An inquest heard that Peter Anthony Millin, who served 16 years in the Royal Artillery, suffered a leg injury while working on a roof a week before his death.
And the hearing was told the injury may well have prompted him to take drugs to suppress the pain.
Mr Millin, 34, of Primrose Bank, Blackburn, died as a result of septicaemia due to bronchopneumonia from chronic drug ingestion over a period of time.
His mother, Annie McCourt, said that while serving in the army he started "dabbling" in drugs. She said at the time of his death he had been on a drugs rehabilitation course for three months.
"I wasn't aware he was injecting drugs directly into his groin," said Mrs McCourt.
Dr Richard Prescott, who carried out a post-mortem examination, said the pneumonia could have resulted from the injection of microbes with the drugs, aspiration pneumonia as a result of depressants inhibiting the gag reflex or the effect of drugs over a prolonged period of time.
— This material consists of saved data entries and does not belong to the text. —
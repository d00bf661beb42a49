//! Форматы DKB: giro-счёт и две ревизии кредитной карты (latin-1, «;»).
//!
//! Дата giro — Wertstellung, дата карты — Belegdatum. Сумма уже со знаком:
//! зачисления положительные, инверсия не нужна.

use rust_decimal::Decimal;

use crate::error::{Result, VypisError};
use crate::rows::{neg_part, pos_part, DateSpec, FormatSpec, Row, TextEncoding, TextRule};

/// Немецкая запись суммы: точка разделяет разряды, запятая — дробную часть.
fn betrag_eur(row: &Row) -> Result<Decimal> {
    let raw = row.get("Betrag (EUR)")?.trim();
    raw.replace('.', "")
        .replace(',', ".")
        .parse()
        .map_err(|e| VypisError::Format(format!("Betrag (EUR) {raw:?}: {e}")))
}

fn withdrawal(row: &Row) -> Result<Decimal> {
    Ok(neg_part(betrag_eur(row)?))
}

fn deposit(row: &Row) -> Result<Decimal> {
    Ok(pos_part(betrag_eur(row)?))
}

pub static GIRO_V1: FormatSpec = FormatSpec {
    encoding: TextEncoding::Latin1,
    delimiter: b';',
    skip: 6,
    columns: &[
        "Wertstellung",
        "Auftraggeber / Begünstigter",
        "Verwendungszweck",
        "Betrag (EUR)",
    ],
    date: DateSpec::Column {
        field: "Wertstellung",
        fmt: "%d.%m.%Y",
    },
    num: TextRule::Empty,
    description: TextRule::Column("Auftraggeber / Begünstigter"),
    memo: TextRule::Column("Verwendungszweck"),
    withdrawal,
    deposit,
};

/// Ревизия с периодом «von - bis» в Belegdatum; датой считается конец периода.
pub static CC_VON_BIS_V1: FormatSpec = FormatSpec {
    encoding: TextEncoding::Latin1,
    delimiter: b';',
    skip: 7,
    columns: &["Belegdatum", "Beschreibung", "Betrag (EUR)"],
    date: DateSpec::RangeEnd {
        field: "Belegdatum",
        fmt: "%d.%m.%Y",
    },
    num: TextRule::Empty,
    description: TextRule::Column("Beschreibung"),
    memo: TextRule::Empty,
    withdrawal,
    deposit,
};

pub static CC_ZEITRAUM_V1: FormatSpec = FormatSpec {
    encoding: TextEncoding::Latin1,
    delimiter: b';',
    skip: 6,
    columns: &["Belegdatum", "Beschreibung", "Betrag (EUR)"],
    date: DateSpec::Column {
        field: "Belegdatum",
        fmt: "%d.%m.%Y",
    },
    num: TextRule::Empty,
    description: TextRule::Column("Beschreibung"),
    memo: TextRule::Empty,
    withdrawal,
    deposit,
};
"I don't know which of the three has caused the blood infection or the bronchopneumonia but I think the chronic drug ingestion is a major factor," said Dr Prescott.
Coroner Michael Singleton said there was no suggestion of a drugs overdose.
"It would seem the use of drugs over a long period of time has rendered him liable to an infection," said Mr Singleton who recorded a narrative verdict reflecting the sequence of events leading to death.